//! Active document handlers: list, upload, signed URL, recategorize, delete.

use axum::Json;
use axum::extract::multipart::MultipartError;
use axum::extract::{Multipart, Query, State};
use axum::http::StatusCode;
use bytes::Bytes;
use validator::Validate;

use locker_core::error::AppError;
use locker_entity::{Category, DocumentEntry};
use locker_service::document::{DeletionKind, UploadDocument};

use crate::dto::request::{DocumentPathQuery, RecategorizeRequest};
use crate::dto::response::{ApiResponse, UrlResponse};
use crate::error::ApiResult;
use crate::extractors::AuthUser;
use crate::state::AppState;

/// GET /api/documents
pub async fn list_documents(
    State(state): State<AppState>,
    auth: AuthUser,
) -> ApiResult<Json<ApiResponse<Vec<DocumentEntry>>>> {
    let documents = state.document_service.list_active(&auth).await?;
    Ok(Json(ApiResponse::ok(documents)))
}

/// POST /api/documents: multipart upload with `file`, `category` and
/// `is_private` fields
pub async fn upload_document(
    State(state): State<AppState>,
    auth: AuthUser,
    mut multipart: Multipart,
) -> ApiResult<(StatusCode, Json<ApiResponse<DocumentEntry>>)> {
    let mut file_name: Option<String> = None;
    let mut data: Option<Bytes> = None;
    let mut category = Category::Other;
    let mut is_private = false;

    while let Some(field) = multipart.next_field().await.map_err(multipart_error)? {
        let name = field.name().unwrap_or("").to_string();
        match name.as_str() {
            "file" => {
                file_name = field.file_name().map(String::from);
                data = Some(field.bytes().await.map_err(multipart_error)?);
            }
            "category" => {
                category = Category::parse(&field.text().await.map_err(multipart_error)?);
            }
            "is_private" => {
                let text = field.text().await.map_err(multipart_error)?;
                is_private = parse_flag(&text)?;
            }
            _ => {}
        }
    }

    let data = data.ok_or_else(|| AppError::validation("Missing 'file' field"))?;
    let file_name = file_name.unwrap_or_default();

    let entry = state
        .document_service
        .upload(
            &auth,
            UploadDocument {
                file_name,
                category,
                is_private,
                data,
            },
        )
        .await?;

    Ok((StatusCode::CREATED, Json(ApiResponse::ok(entry))))
}

/// GET /api/documents/url?path=
pub async fn document_url(
    State(state): State<AppState>,
    auth: AuthUser,
    Query(query): Query<DocumentPathQuery>,
) -> ApiResult<Json<ApiResponse<UrlResponse>>> {
    query.validate()?;
    let url = state.document_service.document_url(&auth, &query.path).await?;
    Ok(Json(ApiResponse::ok(UrlResponse {
        path: query.path,
        url,
    })))
}

/// PUT /api/documents/category
pub async fn recategorize_document(
    State(state): State<AppState>,
    auth: AuthUser,
    Json(req): Json<RecategorizeRequest>,
) -> ApiResult<Json<ApiResponse<DocumentEntry>>> {
    req.validate()?;
    let outcome = state
        .document_service
        .recategorize(&auth, &req.path, &Category::parse(&req.category))
        .await?;
    Ok(Json(ApiResponse::from_outcome(outcome)))
}

/// DELETE /api/documents?path=: trash, or immediate removal for private
/// documents
pub async fn delete_document(
    State(state): State<AppState>,
    auth: AuthUser,
    Query(query): Query<DocumentPathQuery>,
) -> ApiResult<Json<ApiResponse<DeletionKind>>> {
    query.validate()?;
    let outcome = state.document_service.delete(&auth, &query.path).await?;
    Ok(Json(ApiResponse::from_outcome(outcome)))
}

fn multipart_error(e: MultipartError) -> AppError {
    if e.status() == StatusCode::PAYLOAD_TOO_LARGE {
        AppError::payload_too_large("Upload exceeds the maximum allowed size")
    } else {
        AppError::validation(format!("Multipart error: {e}"))
    }
}

fn parse_flag(text: &str) -> Result<bool, AppError> {
    match text.trim().to_ascii_lowercase().as_str() {
        "" | "false" | "0" | "no" => Ok(false),
        "true" | "1" | "yes" => Ok(true),
        other => Err(AppError::validation(format!("Invalid is_private value '{other}'"))),
    }
}
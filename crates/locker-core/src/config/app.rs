//! Server and CORS configuration.

use serde::{Deserialize, Serialize};

/// HTTP server configuration.
#[derive(Debug, Clone, Serialize, Deserialize)]
pub struct ServerConfig {
    /// Bind address.
    #[serde(default = "default_host")]
    pub host: String,
    /// Bind port.
    #[serde(default = "default_port")]
    pub port: u16,
    /// Externally reachable base URL of this server, used to build share
    /// links and locally signed object URLs.
    #[serde(default = "default_public_base_url")]
    pub public_base_url: String,
    /// CORS configuration.
    #[serde(default)]
    pub cors: CorsConfig,
}

impl Default for ServerConfig {
    fn default() -> Self {
        Self {
            host: default_host(),
            port: default_port(),
            public_base_url: default_public_base_url(),
            cors: CorsConfig::default(),
        }
    }
}

impl ServerConfig {
    /// The public base URL without a trailing slash.
    pub fn base_url(&self) -> &str {
        self.public_base_url.trim_end_matches('/')
    }
}

/// CORS (Cross-Origin Resource Sharing) configuration.
#[derive(Debug, Clone, Serialize, Deserialize)]
pub struct CorsConfig {
    /// Allowed origins (use `["*"]` for development only).
    #[serde(default = "default_allowed_origins")]
    pub allowed_origins: Vec<String>,
    /// Allowed HTTP methods.
    #[serde(default = "default_allowed_methods")]
    pub allowed_methods: Vec<String>,
    /// Allowed HTTP headers.
    #[serde(default = "default_allowed_headers")]
    pub allowed_headers: Vec<String>,
    /// Max age for preflight cache in seconds.
    #[serde(default = "default_max_age")]
    pub max_age_seconds: u64,
}

impl Default for CorsConfig {
    fn default() -> Self {
        Self {
            allowed_origins: default_allowed_origins(),
            allowed_methods: default_allowed_methods(),
            allowed_headers: default_allowed_headers(),
            max_age_seconds: default_max_age(),
        }
    }
}

fn default_host() -> String {
    "0.0.0.0".to_string()
}

fn default_port() -> u16 {
    8080
}

fn default_public_base_url() -> String {
    "http://localhost:8080".to_string()
}

fn default_allowed_origins() -> Vec<String> {
    vec!["*".to_string()]
}

fn default_allowed_methods() -> Vec<String> {
    vec![
        "GET".to_string(),
        "POST".to_string(),
        "PUT".to_string(),
        "DELETE".to_string(),
        "OPTIONS".to_string(),
    ]
}

fn default_allowed_headers() -> Vec<String> {
    vec!["*".to_string()]
}

fn default_max_age() -> u64 {
    3600
}
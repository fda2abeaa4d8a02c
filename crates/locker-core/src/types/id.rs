//! Newtype wrappers around [`uuid::Uuid`] for locker identifiers.
//!
//! Distinct types keep a share id from being passed where a trash marker id
//! is expected. With the `sqlx` feature each id also binds and decodes as a
//! PostgreSQL `UUID`.

use std::fmt;
use std::str::FromStr;

use serde::{Deserialize, Serialize};
use uuid::Uuid;

/// Macro to define a newtype ID wrapper around `Uuid`.
macro_rules! define_id {
    (
        $(#[$meta:meta])*
        $name:ident
    ) => {
        $(#[$meta])*
        #[derive(Debug, Clone, Copy, PartialEq, Eq, Hash, Serialize, Deserialize)]
        #[serde(transparent)]
        pub struct $name(pub Uuid);

        impl $name {
            /// Create a new time-ordered identifier.
            pub fn new() -> Self {
                Self(Uuid::now_v7())
            }

            /// Create an identifier from an existing UUID.
            pub fn from_uuid(uuid: Uuid) -> Self {
                Self(uuid)
            }

            /// Return the inner UUID value.
            pub fn into_uuid(self) -> Uuid {
                self.0
            }

            /// Return a reference to the inner UUID.
            pub fn as_uuid(&self) -> &Uuid {
                &self.0
            }
        }

        impl Default for $name {
            fn default() -> Self {
                Self::new()
            }
        }

        impl fmt::Display for $name {
            fn fmt(&self, f: &mut fmt::Formatter<'_>) -> fmt::Result {
                write!(f, "{}", self.0)
            }
        }

        impl FromStr for $name {
            type Err = uuid::Error;

            fn from_str(s: &str) -> Result<Self, Self::Err> {
                Uuid::parse_str(s).map(Self)
            }
        }

        impl From<Uuid> for $name {
            fn from(uuid: Uuid) -> Self {
                Self(uuid)
            }
        }

        impl From<$name> for Uuid {
            fn from(id: $name) -> Uuid {
                id.0
            }
        }

        #[cfg(feature = "sqlx")]
        impl sqlx::Type<sqlx::Postgres> for $name {
            fn type_info() -> sqlx::postgres::PgTypeInfo {
                <Uuid as sqlx::Type<sqlx::Postgres>>::type_info()
            }
        }

        #[cfg(feature = "sqlx")]
        impl<'q> sqlx::Encode<'q, sqlx::Postgres> for $name {
            fn encode_by_ref(
                &self,
                buf: &mut <sqlx::Postgres as sqlx::Database>::ArgumentBuffer<'q>,
            ) -> Result<sqlx::encode::IsNull, sqlx::error::BoxDynError> {
                <Uuid as sqlx::Encode<'q, sqlx::Postgres>>::encode_by_ref(&self.0, buf)
            }
        }

        #[cfg(feature = "sqlx")]
        impl<'r> sqlx::Decode<'r, sqlx::Postgres> for $name {
            fn decode(
                value: <sqlx::Postgres as sqlx::Database>::ValueRef<'r>,
            ) -> Result<Self, sqlx::error::BoxDynError> {
                <Uuid as sqlx::Decode<'r, sqlx::Postgres>>::decode(value).map(Self)
            }
        }
    };
}

define_id!(
    /// Identity-platform subject of an authenticated user. Also the first
    /// segment of every object key the user owns.
    UserId
);

define_id!(
    /// Deleted-document marker row.
    MarkerId
);

define_id!(
    /// Public share record.
    ShareId
);

define_id!(
    /// Smart folder.
    SmartFolderId
);

define_id!(
    /// Document-to-folder assignment row.
    AssignmentId
);

#[cfg(test)]
mod tests {
    use super::*;

    #[test]
    fn test_ids_are_unique() {
        assert_ne!(MarkerId::new(), MarkerId::new());
    }

    #[test]
    fn test_user_id_matches_path_segment() {
        let uuid = Uuid::new_v4();
        let id = UserId::from_uuid(uuid);
        let key = format!("{id}/1700000000000_legal_lease.pdf");
        assert!(key.starts_with(&uuid.to_string()));
    }

    #[test]
    fn test_parse_rejects_garbage() {
        assert!("not-a-uuid".parse::<ShareId>().is_err());
        let uuid = Uuid::new_v4();
        let id: ShareId = uuid.to_string().parse().unwrap();
        assert_eq!(id.into_uuid(), uuid);
    }

    #[test]
    fn test_serializes_transparently() {
        let id = SmartFolderId::new();
        let json = serde_json::to_string(&id).unwrap();
        assert_eq!(json, format!("\"{id}\""));
    }
}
○ ○ ○ ○ ○ ○ ○
REQUIRED WORK >>
Search the records for the word "ServerConfig", then list every line that has it.

COMPLETED TASK >>
pub struct ServerConfig {
impl Default for ServerConfig {
impl ServerConfig {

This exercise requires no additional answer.